### Exercise prompt
Return the entries in their entirety, precisely as given.

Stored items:
◇ ◇ ◇ ◇ ◇
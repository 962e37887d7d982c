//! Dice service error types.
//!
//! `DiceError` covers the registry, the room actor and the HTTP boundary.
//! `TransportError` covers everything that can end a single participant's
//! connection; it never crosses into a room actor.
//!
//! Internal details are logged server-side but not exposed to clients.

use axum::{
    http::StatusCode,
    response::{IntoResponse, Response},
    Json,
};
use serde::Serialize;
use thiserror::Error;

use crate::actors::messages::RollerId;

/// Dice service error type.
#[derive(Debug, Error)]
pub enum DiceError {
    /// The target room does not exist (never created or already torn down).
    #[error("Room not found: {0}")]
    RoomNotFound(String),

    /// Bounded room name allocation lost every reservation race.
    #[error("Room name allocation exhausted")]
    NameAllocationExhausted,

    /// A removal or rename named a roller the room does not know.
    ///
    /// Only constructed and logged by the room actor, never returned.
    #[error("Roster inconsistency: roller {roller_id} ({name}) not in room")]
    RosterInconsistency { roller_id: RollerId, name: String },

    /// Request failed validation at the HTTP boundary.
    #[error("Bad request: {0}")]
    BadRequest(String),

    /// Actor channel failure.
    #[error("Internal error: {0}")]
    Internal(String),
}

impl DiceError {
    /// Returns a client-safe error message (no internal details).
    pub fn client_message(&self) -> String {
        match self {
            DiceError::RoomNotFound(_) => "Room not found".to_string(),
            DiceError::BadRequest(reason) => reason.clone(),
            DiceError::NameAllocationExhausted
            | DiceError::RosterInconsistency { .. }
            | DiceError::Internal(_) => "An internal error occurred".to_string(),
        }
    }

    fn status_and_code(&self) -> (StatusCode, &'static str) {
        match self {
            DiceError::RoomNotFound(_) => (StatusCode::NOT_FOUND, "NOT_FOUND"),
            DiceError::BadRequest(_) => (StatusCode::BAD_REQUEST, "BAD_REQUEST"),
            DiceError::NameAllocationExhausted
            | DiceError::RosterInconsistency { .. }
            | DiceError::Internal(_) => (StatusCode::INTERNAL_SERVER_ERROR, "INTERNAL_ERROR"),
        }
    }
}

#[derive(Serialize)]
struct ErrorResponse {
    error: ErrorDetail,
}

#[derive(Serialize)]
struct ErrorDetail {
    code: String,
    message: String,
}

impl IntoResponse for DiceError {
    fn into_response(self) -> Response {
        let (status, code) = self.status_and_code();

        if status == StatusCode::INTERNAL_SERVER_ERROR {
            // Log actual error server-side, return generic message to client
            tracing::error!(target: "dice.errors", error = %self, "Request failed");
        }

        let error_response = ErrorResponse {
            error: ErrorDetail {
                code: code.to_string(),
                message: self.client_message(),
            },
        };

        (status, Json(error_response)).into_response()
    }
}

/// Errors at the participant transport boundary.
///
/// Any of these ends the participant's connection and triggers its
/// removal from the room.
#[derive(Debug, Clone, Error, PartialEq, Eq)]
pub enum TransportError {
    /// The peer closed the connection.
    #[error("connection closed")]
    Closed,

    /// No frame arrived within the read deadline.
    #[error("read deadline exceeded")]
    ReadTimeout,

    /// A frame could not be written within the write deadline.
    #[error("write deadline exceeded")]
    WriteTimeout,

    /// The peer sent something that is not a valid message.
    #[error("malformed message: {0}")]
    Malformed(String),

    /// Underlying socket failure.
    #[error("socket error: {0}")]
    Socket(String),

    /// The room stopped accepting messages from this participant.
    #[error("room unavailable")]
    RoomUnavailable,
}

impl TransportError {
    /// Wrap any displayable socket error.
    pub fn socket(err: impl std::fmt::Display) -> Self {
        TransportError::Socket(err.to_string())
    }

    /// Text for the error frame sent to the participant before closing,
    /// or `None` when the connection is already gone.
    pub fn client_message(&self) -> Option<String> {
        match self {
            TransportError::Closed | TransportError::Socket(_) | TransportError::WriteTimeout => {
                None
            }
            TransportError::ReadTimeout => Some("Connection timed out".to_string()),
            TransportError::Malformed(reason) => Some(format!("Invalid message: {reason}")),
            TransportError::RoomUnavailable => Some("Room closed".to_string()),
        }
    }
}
◇ ◇ ◇ ◇ ◇
### Reply to the exercise
repository 962e37887d7d982c
//! Dice service error types.
//!
//! `DiceError` covers the registry, the room actor and the HTTP boundary.
//! `TransportError` covers everything that can end a single participant's
//! connection; it never crosses into a room actor.
//!
//! Internal details are logged server-side but not exposed to clients.

use axum::{
    http::StatusCode,
    response::{IntoResponse, Response},
    Json,
};
use serde::Serialize;
use thiserror::Error;

use crate::actors::messages::RollerId;

/// Dice service error type.
#[derive(Debug, Error)]
pub enum DiceError {
    /// The target room does not exist (never created or already torn down).
    #[error("Room not found: {0}")]
    RoomNotFound(String),

    /// Bounded room name allocation lost every reservation race.
    #[error("Room name allocation exhausted")]
    NameAllocationExhausted,

    /// A removal or rename named a roller the room does not know.
    ///
    /// Only constructed and logged by the room actor, never returned.
    #[error("Roster inconsistency: roller {roller_id} ({name}) not in room")]
    RosterInconsistency { roller_id: RollerId, name: String },

    /// Request failed validation at the HTTP boundary.
    #[error("Bad request: {0}")]
    BadRequest(String),

    /// Actor channel failure.
    #[error("Internal error: {0}")]
    Internal(String),
}

impl DiceError {
    /// Returns a client-safe error message (no internal details).
    pub fn client_message(&self) -> String {
        match self {
            DiceError::RoomNotFound(_) => "Room not found".to_string(),
            DiceError::BadRequest(reason) => reason.clone(),
            DiceError::NameAllocationExhausted
            | DiceError::RosterInconsistency { .. }
            | DiceError::Internal(_) => "An internal error occurred".to_string(),
        }
    }

    fn status_and_code(&self) -> (StatusCode, &'static str) {
        match self {
            DiceError::RoomNotFound(_) => (StatusCode::NOT_FOUND, "NOT_FOUND"),
            DiceError::BadRequest(_) => (StatusCode::BAD_REQUEST, "BAD_REQUEST"),
            DiceError::NameAllocationExhausted
            | DiceError::RosterInconsistency { .. }
            | DiceError::Internal(_) => (StatusCode::INTERNAL_SERVER_ERROR, "INTERNAL_ERROR"),
        }
    }
}

#[derive(Serialize)]
struct ErrorResponse {
    error: ErrorDetail,
}

#[derive(Serialize)]
struct ErrorDetail {
    code: String,
    message: String,
}

impl IntoResponse for DiceError {
    fn into_response(self) -> Response {
        let (status, code) = self.status_and_code();

        if status == StatusCode::INTERNAL_SERVER_ERROR {
            // Log actual error server-side, return generic message to client
            tracing::error!(target: "dice.errors", error = %self, "Request failed");
        }

        let error_response = ErrorResponse {
            error: ErrorDetail {
                code: code.to_string(),
                message: self.client_message(),
            },
        };

        (status, Json(error_response)).into_response()
    }
}

/// Errors at the participant transport boundary.
///
/// Any of these ends the participant's connection and triggers its
/// removal from the room.
#[derive(Debug, Clone, Error, PartialEq, Eq)]
pub enum TransportError {
    /// The peer closed the connection.
    #[error("connection closed")]
    Closed,

    /// No frame arrived within the read deadline.
    #[error("read deadline exceeded")]
    ReadTimeout,

    /// A frame could not be written within the write deadline.
    #[error("write deadline exceeded")]
    WriteTimeout,

    /// The peer sent something that is not a valid message.
    #[error("malformed message: {0}")]
    Malformed(String),

    /// Underlying socket failure.
    #[error("socket error: {0}")]
    Socket(String),

    /// The room stopped accepting messages from this participant.
    #[error("room unavailable")]
    RoomUnavailable,
}

impl TransportError {
    /// Wrap any displayable socket error.
    pub fn socket(err: impl std::fmt::Display) -> Self {
        TransportError::Socket(err.to_string())
    }

    /// Text for the error frame sent to the participant before closing,
    /// or `None` when the connection is already gone.
    pub fn client_message(&self) -> Option<String> {
        match self {
            TransportError::Closed | TransportError::Socket(_) | TransportError::WriteTimeout => {
                None
            }
            TransportError::ReadTimeout => Some("Connection timed out".to_string()),
            TransportError::Malformed(reason) => Some(format!("Invalid message: {reason}")),
            TransportError::RoomUnavailable => Some("Room closed".to_string()),
        }
    }
}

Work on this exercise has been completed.